Motorists ignore sick man on road

ALL Stella Dempsey knew was the man's name was Jacob.

But while she had stopped to help the man she found lying in the middle of Berserker St at 2.30pm on Friday, other motorists had decided to drive around him.

“I went over to him and asked what was wrong and he had his hand on his chest and said, ‘having a heart attack', so then I really started to panic,” Stella said.

She said she didn't know how long he'd been lying there in pain or how many motorists had simply driven by.

“No matter if they're black, white or brindle, you should always help people, but I could just not believe that no one cared about this man, it was very upsetting to see.”
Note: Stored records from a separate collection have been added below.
//! Error types for repopulse-core

use thiserror::Error;

/// Main error type for the repopulse-core library
#[derive(Error, Debug)]
pub enum Error {
    /// IO error
    #[error("IO error: {0}")]
    Io(#[from] std::io::Error),

    /// Configuration error
    #[error("configuration error: {0}")]
    Config(String),

    /// Malformed feed payload
    #[error("feed error: {0}")]
    Feed(#[from] FeedError),

    /// Duration sample that is negative or not a number
    #[error("invalid sample for {category}: {value}")]
    InvalidSample { category: String, value: f64 },

    /// The smoother has been stopped and accepts no more work
    #[error("rate smoother stopped")]
    SmootherStopped,

    /// A background task panicked or was cancelled
    #[error("background task failed: {0}")]
    Task(String),
}

/// Errors delivered on the feed error channel.
///
/// These never enter the smoothing buffer; they are handed to whoever
/// subscribed to the event source.
#[derive(Error, Debug, Clone, PartialEq, Eq)]
pub enum FeedError {
    /// Payload was not valid JSON or did not match a known message shape
    #[error("parse error: {message}")]
    Parse { message: String },

    /// The transport failed (connection refused, HTTP status, timeout)
    #[error("transport error: {message}")]
    Transport { message: String },

    /// The remote side closed the stream
    #[error("feed closed")]
    Closed,
}

impl FeedError {
    pub(crate) fn parse(message: impl Into<String>) -> Self {
        FeedError::Parse {
            message: message.into(),
        }
    }

    pub(crate) fn transport(message: impl Into<String>) -> Self {
        FeedError::Transport {
            message: message.into(),
        }
    }
}

/// Result type alias for repopulse-core
pub type Result<T> = std::result::Result<T, Error>;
After Stella helped, others came to the man's aid.

“Two older men were helping the man and another young man was doing a great job of directing traffic,” she said.

“A young girl also stopped and called an ambulance for him; more than seven calls were made to them.”

The man, named Jacob, was believed to be in his 40s.

Stella believed the reason behind most people ignoring the man was because he was of indigenous appearance.

“I know it was because of that, because people would have thought he was just drunk, but I could not smell any alcohol on him at all,” she recalled yesterday.

As Stella and the others waited for an ambulance, she said she saw a woman of indigenous appearance walking down the street.

Stella approached her and asked did she possibly know the man by chance.

“She said, ‘Yes I do know him, his name is Jacob, he's from Woorabinda and he's a really nice man',” she said.

Stella called the Rockhampton Hospital that night to check on Jacob so she could put her mind at ease.

Queensland Ambulance Service confirmed there was a job in that vicinity on Friday about 2.30pm.

Darumbal Community Youth services CEO Margaret Hornagold said we should be grateful for people like Stella in the community.

“A lot of people wouldn't do that and we should all look out for our fellow man, but she (Stella) should be commended for that kind of compassion,” Ms Hornagold said.

Rockhampton Regional Council's councillor Tony Williams urged people in the community to help others.

“I think it's a sad day in our community when somebody is overlooked when they need help because of their race,” Cr Williams said.

“It's really concerning that people would take that kind of attitude, and it just proves that you don't judge a book by its cover.”

A spokeswoman for the Rockhampton Hospital said the man was discharged the same day and could not confirm whether he was suffering from a heart attack.